Compara-se muito a Grécia com a Argentina e se diz
que esta última solucionou seus problemas graças ao preço da soja. Mas
eu não penso que a Argentina resolveu seus problemas graças à soja. A
soja ajudou, não resta dúvida, mas houve uma política de dinamização do
mercado interno e a estrutura produtiva foi fundamental. O que a Grécia
precisa agora é precisamente isso: recuperar sua capacidade produtiva. A
Grécia é capaz de exportar. O setor exportador andou bastante bem nos
últimos dois anos. O que precisamos agora é sair dessa união monetária e
impulsionar uma política industrial para recuperar o que tínhamos antes
do euro.
A estratégia da elite com o euro foi conseguir uma
estabilidade monetária e passar a viver dos serviços. Isso não
funcionou. É preciso esquecer a ideia de que necessitamos de capital
estrangeiro para nos desenvolver. Pensar que, se fizermos bem os deveres
de casa, os mercados nos premiarão e virão os investimentos de que
precisamos para crescer é um mito. Os fundos virão de nossa economia
doméstica. A Grécia tem que mobilizar seu capital interno, sua
capacidade produtiva. Isso nos fará crescer.

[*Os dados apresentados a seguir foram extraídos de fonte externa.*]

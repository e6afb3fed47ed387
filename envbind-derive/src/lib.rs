//! Derive macro implementation for envbind

use proc_macro::TokenStream;
use proc_macro2::TokenStream as TokenStream2;
use quote::quote;
use syn::{parse_macro_input, Data, DeriveInput, Field, Fields};

mod attrs;

use attrs::{FieldAttrs, FieldKind, StructAttrs};

/// `Populate` derive macro
///
/// Implements `envbind::Populate`, walking the struct's fields in declaration
/// order.
///
/// # Supported Attributes
///
/// **Struct-level**:
/// - `#[env(prefix = "APP")]`: base prefix used by `Populate::from_env()`
///
/// **Field-level**:
/// - `#[env("key[,required][,omitprefix]")]`: leaf field read from `KEY`
/// - `#[env("nested:suffix")]` or `#[env("prefix:suffix")]`: nested record
///   scoped under `SUFFIX`
/// - `default = "value"`: literal used when the variable is absent or empty
/// - `format = "..."`: `time:...`, `file:...`, `json` or `yaml`
///
/// Untagged fields are recursed into when their type implements `Populate`
/// and skipped otherwise.
///
/// # Example
///
/// See the `envbind` crate documentation for usage examples.
#[proc_macro_derive(Populate, attributes(env))]
pub fn derive_populate(input: TokenStream) -> TokenStream {
    let input = parse_macro_input!(input as DeriveInput);
    expand(&input)
        .unwrap_or_else(syn::Error::into_compile_error)
        .into()
}

fn expand(input: &DeriveInput) -> syn::Result<TokenStream2> {
    let struct_name = &input.ident;
    let struct_attrs = StructAttrs::from_attrs(&input.attrs)?;
    let prefix = &struct_attrs.prefix;

    let fields = match &input.data {
        Data::Struct(data) => match &data.fields {
            Fields::Named(fields) => &fields.named,
            _ => {
                return Err(syn::Error::new_spanned(
                    input,
                    "Populate only supports structs with named fields",
                ));
            }
        },
        _ => {
            return Err(syn::Error::new_spanned(
                input,
                "Populate only supports structs",
            ));
        }
    };

    let steps = fields
        .iter()
        .map(field_step)
        .collect::<syn::Result<Vec<_>>>()?;

    let (impl_generics, ty_generics, where_clause) = input.generics.split_for_impl();

    Ok(quote! {
        impl #impl_generics ::envbind::Populate for #struct_name #ty_generics #where_clause {
            const PREFIX: &'static str = #prefix;

            #[allow(clippy::needless_borrow)]
            fn populate(
                &mut self,
                __scope: &::envbind::Scope<'_>,
            ) -> ::core::result::Result<(), ::envbind::Error> {
                #(#steps)*
                ::core::result::Result::Ok(())
            }
        }
    })
}

fn field_step(field: &Field) -> syn::Result<TokenStream2> {
    let attrs = FieldAttrs::from_field(field)?;
    attrs.validate(field)?;

    let ident = field.ident.as_ref().ok_or_else(|| {
        syn::Error::new_spanned(field, "Populate only supports structs with named fields")
    })?;
    let field_type = &field.ty;

    let name = ident.to_string();
    let tag = attrs.tag.as_deref().unwrap_or_default();
    let format = attrs.format.as_deref().unwrap_or_default();
    let default = match &attrs.default {
        Some(value) => quote! { ::core::option::Option::Some(#value) },
        None => quote! { ::core::option::Option::None },
    };
    let descriptor = quote! {
        ::envbind::FieldDescriptor {
            name: #name,
            tag: #tag,
            format: #format,
            default: #default,
        }
    };

    Ok(match attrs.kind() {
        FieldKind::Leaf => quote! {
            __scope.leaf(&mut self.#ident, &#descriptor)?;
        },
        FieldKind::Nested => quote! {
            __scope.nested(&mut self.#ident, &#descriptor)?;
        },
        FieldKind::Probe => quote! {
            {
                #[allow(unused_imports)]
                use ::envbind::__private::{ViaPopulate as _, ViaSkip as _};
                (&&::envbind::__private::Probe::<#field_type>::new())
                    .visit(&mut self.#ident, __scope, &#descriptor)?;
            }
        },
    })
}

Como você acredita que a situação grega vai afetar a Espanha e outros países da eurozona?
Esta
eleição não mudou muito as coisas. Se a Syriza tivesse vencido o
impacto teria sido muito grande. A Espanha, durante muito tempo,
acreditou que não era parte dos países periféricos do euro. Agora está
se dando conta de que é sim. Hoje é o ponto real de debilidade do euro. A
situação é francamente crítica, em certo sentido mais grave do que a
grega.
A cúpula do G20 que se reúne hoje e amanhã pode fazer alguma coisa?
Pode
oferecer belas palavras, mas nada mais. Este é um problema muito grave,
muito profundo, que precisará de muitos anos para ser resolvido, muitos
recursos e uma perspectiva diferente para a economia. Para que a
eurozona funcione, será preciso recriá-la sobre uma base completamente
diferente. O G-20 não pode fazer nada para avançar por este caminho.